[Items from a data source]

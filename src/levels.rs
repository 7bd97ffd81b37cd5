//! Level definitions, star ratings and saved progress

use std::collections::BTreeMap;

use serde::{Deserialize, Serialize};
use thiserror::Error;

use crate::persistence::{self, KeyValueStore, PROGRESS_KEY};
use crate::sim::{MovementPattern, TargetKind};
use crate::tuning;

#[derive(Debug, Error)]
pub enum ConfigError {
    #[error("level config parse error: {0}")]
    Parse(#[from] serde_json::Error),
    #[error("level {id}: {reason}")]
    Invalid { id: u32, reason: &'static str },
}

/// Optional level modifiers. Every field defaults independently.
#[derive(Debug, Clone, Default, PartialEq, Serialize, Deserialize)]
#[serde(default)]
pub struct SpecialRules {
    /// Escaped targets cost no lives
    pub no_lives_loss: bool,
    /// Seconds added to the clock per kill
    pub bonus_time_per_hit: f32,
    /// Targets shrink with age
    pub shrinking_targets: bool,
    /// Targets speed up as the level clock runs down
    pub speed_ramp: bool,
    /// Ghost targets fade in and out
    pub invisible_targets: bool,
    /// A boss appears near the end of the level
    pub has_boss: bool,
    /// Power-up spawn interval override (ms)
    pub power_up_frequency: Option<f64>,
}

/// One structured level
#[derive(Debug, Clone, PartialEq, Serialize, Deserialize)]
pub struct LevelConfig {
    pub id: u32,
    pub name: String,
    #[serde(default)]
    pub description: String,
    pub duration_secs: f32,
    pub pass_score: i64,
    pub three_star_score: i64,
    #[serde(default)]
    pub difficulty: f32,
    pub max_targets: usize,
    pub spawn_interval_ms: f64,
    /// Overrides merged over the default spawn table
    #[serde(default)]
    pub target_weights: BTreeMap<TargetKind, f32>,
    /// Replaces the default movement table when non-empty
    #[serde(default)]
    pub movement_weights: BTreeMap<MovementPattern, f32>,
    #[serde(default)]
    pub special_rules: SpecialRules,
}

impl LevelConfig {
    pub fn from_json(json: &str) -> Result<Self, ConfigError> {
        let config: LevelConfig = serde_json::from_str(json)?;
        config.validate()?;
        Ok(config)
    }

    pub fn validate(&self) -> Result<(), ConfigError> {
        let invalid = |reason| Err(ConfigError::Invalid { id: self.id, reason });
        if !(self.duration_secs > 0.0) {
            return invalid("duration must be positive");
        }
        if self.pass_score > self.three_star_score {
            return invalid("pass score above three-star score");
        }
        if self.max_targets == 0 {
            return invalid("max_targets must be at least 1");
        }
        if !(self.spawn_interval_ms > 0.0) {
            return invalid("spawn interval must be positive");
        }
        Ok(())
    }

    /// Stars earned for a final score (0 = failed)
    pub fn stars(&self, score: i64) -> u8 {
        let midpoint = (self.pass_score + self.three_star_score) / 2;
        if score >= self.three_star_score {
            3
        } else if score >= midpoint {
            2
        } else if score >= self.pass_score {
            1
        } else {
            0
        }
    }
}

/// Spawn table for a level: default weights with the level's overrides
/// replacing matching kinds. Bosses never enter the table.
pub fn effective_target_weights(level: Option<&LevelConfig>) -> Vec<(TargetKind, f32)> {
    let mut table = tuning::default_target_weights();
    if let Some(level) = level {
        for (kind, weight) in table.iter_mut() {
            if let Some(w) = level.target_weights.get(kind) {
                *weight = *w;
            }
        }
    }
    table
}

pub fn effective_movement_weights(level: Option<&LevelConfig>) -> Vec<(MovementPattern, f32)> {
    match level {
        Some(level) if !level.movement_weights.is_empty() => level
            .movement_weights
            .iter()
            .map(|(p, w)| (*p, *w))
            .collect(),
        _ => tuning::default_movement_weights(),
    }
}

struct LevelDef {
    id: u32,
    name: &'static str,
    description: &'static str,
    duration_secs: f32,
    pass_score: i64,
    three_star_score: i64,
    difficulty: f32,
    max_targets: usize,
    spawn_interval_ms: f64,
    targets: &'static [(TargetKind, f32)],
    movement: &'static [(MovementPattern, f32)],
    rules: fn() -> SpecialRules,
}

impl LevelDef {
    fn build(&self) -> LevelConfig {
        LevelConfig {
            id: self.id,
            name: self.name.to_string(),
            description: self.description.to_string(),
            duration_secs: self.duration_secs,
            pass_score: self.pass_score,
            three_star_score: self.three_star_score,
            difficulty: self.difficulty,
            max_targets: self.max_targets,
            spawn_interval_ms: self.spawn_interval_ms,
            target_weights: self.targets.iter().copied().collect(),
            movement_weights: self.movement.iter().copied().collect(),
            special_rules: (self.rules)(),
        }
    }
}

use MovementPattern as M;
use TargetKind as T;

const CLASSIC_MIX: [(TargetKind, f32); 8] = [
    (T::Normal, 25.0),
    (T::Fast, 20.0),
    (T::Small, 15.0),
    (T::Bonus, 10.0),
    (T::Ufo, 12.0),
    (T::Alien, 10.0),
    (T::Meteor, 5.0),
    (T::Planet, 3.0),
];

const LEVEL_DEFS: [LevelDef; 12] = [
    LevelDef {
        id: 1,
        name: "Training Ground",
        description: "Slow targets, no pressure",
        duration_secs: 60.0,
        pass_score: 500,
        three_star_score: 1500,
        difficulty: 0.0,
        max_targets: 3,
        spawn_interval_ms: 2500.0,
        targets: &[
            (T::Normal, 50.0),
            (T::Fast, 10.0),
            (T::Small, 5.0),
            (T::Bonus, 5.0),
            (T::Ufo, 10.0),
            (T::Alien, 10.0),
            (T::Meteor, 5.0),
            (T::Planet, 5.0),
            (T::Decoy, 0.0),
            (T::Explosive, 0.0),
            (T::Split, 0.0),
            (T::Shield, 0.0),
            (T::TimeFreeze, 0.0),
        ],
        movement: &[(M::Linear, 60.0), (M::Sine, 20.0), (M::Random, 10.0), (M::Static, 10.0)],
        rules: || SpecialRules {
            no_lives_loss: true,
            ..Default::default()
        },
    },
    LevelDef {
        id: 2,
        name: "Speed Demon",
        description: "Fast targets everywhere",
        duration_secs: 45.0,
        pass_score: 800,
        three_star_score: 2000,
        difficulty: 1.0,
        max_targets: 5,
        spawn_interval_ms: 1500.0,
        targets: &[
            (T::Normal, 15.0),
            (T::Fast, 40.0),
            (T::Small, 10.0),
            (T::Bonus, 5.0),
            (T::Ufo, 15.0),
            (T::Alien, 10.0),
            (T::Meteor, 3.0),
            (T::Planet, 2.0),
        ],
        movement: &[(M::Linear, 50.0), (M::Sine, 30.0), (M::Random, 15.0), (M::Static, 5.0)],
        rules: SpecialRules::default,
    },
    LevelDef {
        id: 3,
        name: "Sharpshooter",
        description: "Tiny targets, precision over speed",
        duration_secs: 60.0,
        pass_score: 1000,
        three_star_score: 2500,
        difficulty: 1.5,
        max_targets: 4,
        spawn_interval_ms: 2000.0,
        targets: &[
            (T::Normal, 10.0),
            (T::Fast, 10.0),
            (T::Small, 50.0),
            (T::Bonus, 10.0),
            (T::Ufo, 5.0),
            (T::Alien, 10.0),
            (T::Meteor, 3.0),
            (T::Planet, 2.0),
        ],
        movement: &[(M::Linear, 40.0), (M::Sine, 30.0), (M::Random, 20.0), (M::Static, 10.0)],
        rules: SpecialRules::default,
    },
    LevelDef {
        id: 4,
        name: "Bonus Frenzy",
        description: "Tons of bonus targets",
        duration_secs: 45.0,
        pass_score: 2000,
        three_star_score: 5000,
        difficulty: 1.0,
        max_targets: 6,
        spawn_interval_ms: 1200.0,
        targets: &[
            (T::Normal, 20.0),
            (T::Fast, 10.0),
            (T::Small, 10.0),
            (T::Bonus, 40.0),
            (T::Ufo, 8.0),
            (T::Alien, 7.0),
            (T::Meteor, 3.0),
            (T::Planet, 2.0),
        ],
        movement: &[(M::Linear, 30.0), (M::Sine, 40.0), (M::Random, 20.0), (M::Static, 10.0)],
        rules: SpecialRules::default,
    },
    LevelDef {
        id: 5,
        name: "Time Attack",
        description: "Each hit adds time",
        duration_secs: 30.0,
        pass_score: 1500,
        three_star_score: 4000,
        difficulty: 2.0,
        max_targets: 5,
        spawn_interval_ms: 1000.0,
        targets: &CLASSIC_MIX,
        movement: &[(M::Linear, 25.0), (M::Sine, 35.0), (M::Random, 30.0), (M::Static, 10.0)],
        rules: || SpecialRules {
            bonus_time_per_hit: 1.5,
            ..Default::default()
        },
    },
    LevelDef {
        id: 6,
        name: "Chaos Theory",
        description: "Unpredictable movement everywhere",
        duration_secs: 50.0,
        pass_score: 1200,
        three_star_score: 3000,
        difficulty: 2.0,
        max_targets: 6,
        spawn_interval_ms: 1400.0,
        targets: &[
            (T::Normal, 20.0),
            (T::Fast, 18.0),
            (T::Small, 18.0),
            (T::Bonus, 15.0),
            (T::Ufo, 12.0),
            (T::Alien, 10.0),
            (T::Meteor, 5.0),
            (T::Planet, 2.0),
        ],
        movement: &[
            (M::Linear, 10.0),
            (M::Sine, 25.0),
            (M::Random, 40.0),
            (M::Static, 5.0),
            (M::Zigzag, 20.0),
        ],
        rules: SpecialRules::default,
    },
    LevelDef {
        id: 7,
        name: "Ghost Hunt",
        description: "Targets fade in and out",
        duration_secs: 60.0,
        pass_score: 1000,
        three_star_score: 2800,
        difficulty: 2.5,
        max_targets: 5,
        spawn_interval_ms: 1800.0,
        targets: &CLASSIC_MIX,
        movement: &[(M::Linear, 40.0), (M::Sine, 30.0), (M::Random, 20.0), (M::Static, 10.0)],
        rules: || SpecialRules {
            invisible_targets: true,
            ..Default::default()
        },
    },
    LevelDef {
        id: 8,
        name: "Pressure Cooker",
        description: "Targets speed up over time",
        duration_secs: 50.0,
        pass_score: 1500,
        three_star_score: 3500,
        difficulty: 2.5,
        max_targets: 6,
        spawn_interval_ms: 1300.0,
        targets: &[
            (T::Normal, 20.0),
            (T::Fast, 25.0),
            (T::Small, 15.0),
            (T::Bonus, 10.0),
            (T::Ufo, 12.0),
            (T::Alien, 10.0),
            (T::Meteor, 6.0),
            (T::Planet, 2.0),
        ],
        movement: &[(M::Linear, 35.0), (M::Sine, 35.0), (M::Random, 25.0), (M::Static, 5.0)],
        rules: || SpecialRules {
            speed_ramp: true,
            ..Default::default()
        },
    },
    LevelDef {
        id: 9,
        name: "Sniper Elite",
        description: "Shrinking targets",
        duration_secs: 55.0,
        pass_score: 1800,
        three_star_score: 4000,
        difficulty: 3.0,
        max_targets: 5,
        spawn_interval_ms: 1500.0,
        targets: &[
            (T::Normal, 18.0),
            (T::Fast, 18.0),
            (T::Small, 22.0),
            (T::Bonus, 15.0),
            (T::Ufo, 10.0),
            (T::Alien, 10.0),
            (T::Meteor, 5.0),
            (T::Planet, 2.0),
        ],
        movement: &[(M::Linear, 30.0), (M::Sine, 40.0), (M::Random, 25.0), (M::Static, 5.0)],
        rules: || SpecialRules {
            shrinking_targets: true,
            ..Default::default()
        },
    },
    LevelDef {
        id: 10,
        name: "Power Surge",
        description: "Power-ups rain down, special targets everywhere",
        duration_secs: 60.0,
        pass_score: 2000,
        three_star_score: 5000,
        difficulty: 3.0,
        max_targets: 6,
        spawn_interval_ms: 1200.0,
        targets: &[
            (T::Normal, 15.0),
            (T::Explosive, 15.0),
            (T::Split, 12.0),
            (T::Shield, 12.0),
            (T::Decoy, 10.0),
            (T::TimeFreeze, 8.0),
        ],
        movement: &[
            (M::Linear, 30.0),
            (M::Sine, 25.0),
            (M::Orbit, 25.0),
            (M::Zigzag, 20.0),
        ],
        rules: || SpecialRules {
            power_up_frequency: Some(5000.0),
            ..Default::default()
        },
    },
    LevelDef {
        id: 11,
        name: "Mothership",
        description: "Survive until the boss arrives, then take it down",
        duration_secs: 75.0,
        pass_score: 3000,
        three_star_score: 7000,
        difficulty: 3.5,
        max_targets: 5,
        spawn_interval_ms: 1400.0,
        targets: &CLASSIC_MIX,
        movement: &[(M::Linear, 30.0), (M::Sine, 30.0), (M::Random, 25.0), (M::Orbit, 15.0)],
        rules: || SpecialRules {
            has_boss: true,
            ..Default::default()
        },
    },
    LevelDef {
        id: 12,
        name: "Final Showdown",
        description: "Everything at once",
        duration_secs: 60.0,
        pass_score: 2500,
        three_star_score: 6000,
        difficulty: 4.0,
        max_targets: 8,
        spawn_interval_ms: 800.0,
        targets: &[
            (T::Normal, 15.0),
            (T::Fast, 15.0),
            (T::Small, 15.0),
            (T::Bonus, 20.0),
            (T::Ufo, 12.0),
            (T::Alien, 12.0),
            (T::Meteor, 8.0),
            (T::Planet, 3.0),
        ],
        movement: &[(M::Linear, 20.0), (M::Sine, 30.0), (M::Random, 40.0), (M::Static, 10.0)],
        rules: || SpecialRules {
            speed_ramp: true,
            shrinking_targets: true,
            has_boss: true,
            ..Default::default()
        },
    },
];

/// The built-in campaign
pub fn builtin_levels() -> Vec<LevelConfig> {
    LEVEL_DEFS.iter().map(LevelDef::build).collect()
}

pub fn builtin_level(id: u32) -> Option<LevelConfig> {
    LEVEL_DEFS.iter().find(|d| d.id == id).map(LevelDef::build)
}

/// Best result for one level
#[derive(Debug, Clone, Copy, Default, PartialEq, Serialize, Deserialize)]
pub struct LevelRecord {
    pub best_score: i64,
    pub stars: u8,
}

/// Saved campaign progress
#[derive(Debug, Clone, PartialEq, Serialize, Deserialize)]
#[serde(default)]
pub struct LevelProgress {
    pub records: BTreeMap<u32, LevelRecord>,
    /// Highest playable level id
    pub unlocked: u32,
}

impl Default for LevelProgress {
    fn default() -> Self {
        Self {
            records: BTreeMap::new(),
            unlocked: 1,
        }
    }
}

impl LevelProgress {
    pub fn is_unlocked(&self, level_id: u32) -> bool {
        level_id <= self.unlocked
    }

    pub fn record(&self, level_id: u32) -> Option<&LevelRecord> {
        self.records.get(&level_id)
    }

    /// Fold a finished attempt in. A passing attempt unlocks the next level.
    /// Returns true on a new best score.
    pub fn record_result(&mut self, level: &LevelConfig, score: i64) -> bool {
        let stars = level.stars(score);
        let entry = self.records.entry(level.id).or_default();
        let new_best = score > entry.best_score;
        if new_best {
            entry.best_score = score;
        }
        entry.stars = entry.stars.max(stars);
        if stars > 0 {
            self.unlocked = self.unlocked.max(level.id + 1);
            log::info!("Level {} passed with {} stars", level.id, stars);
        }
        new_best
    }

    pub fn total_stars(&self) -> u32 {
        self.records.values().map(|r| r.stars as u32).sum()
    }

    pub fn load(store: &dyn KeyValueStore) -> Self {
        persistence::load_or_default(store, PROGRESS_KEY)
    }

    pub fn save(&self, store: &mut dyn KeyValueStore) {
        persistence::save_or_warn(store, PROGRESS_KEY, self);
    }
}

:: Work to be completed ::
For each line above that holds the string "Serialize", provide a copy of that line.

:: Response to this exercise ::
use serde::{Deserialize, Serialize};
#[derive(Debug, Clone, Default, PartialEq, Serialize, Deserialize)]
#[derive(Debug, Clone, PartialEq, Serialize, Deserialize)]
#[derive(Debug, Clone, Copy, Default, PartialEq, Serialize, Deserialize)]
#[derive(Debug, Clone, PartialEq, Serialize, Deserialize)]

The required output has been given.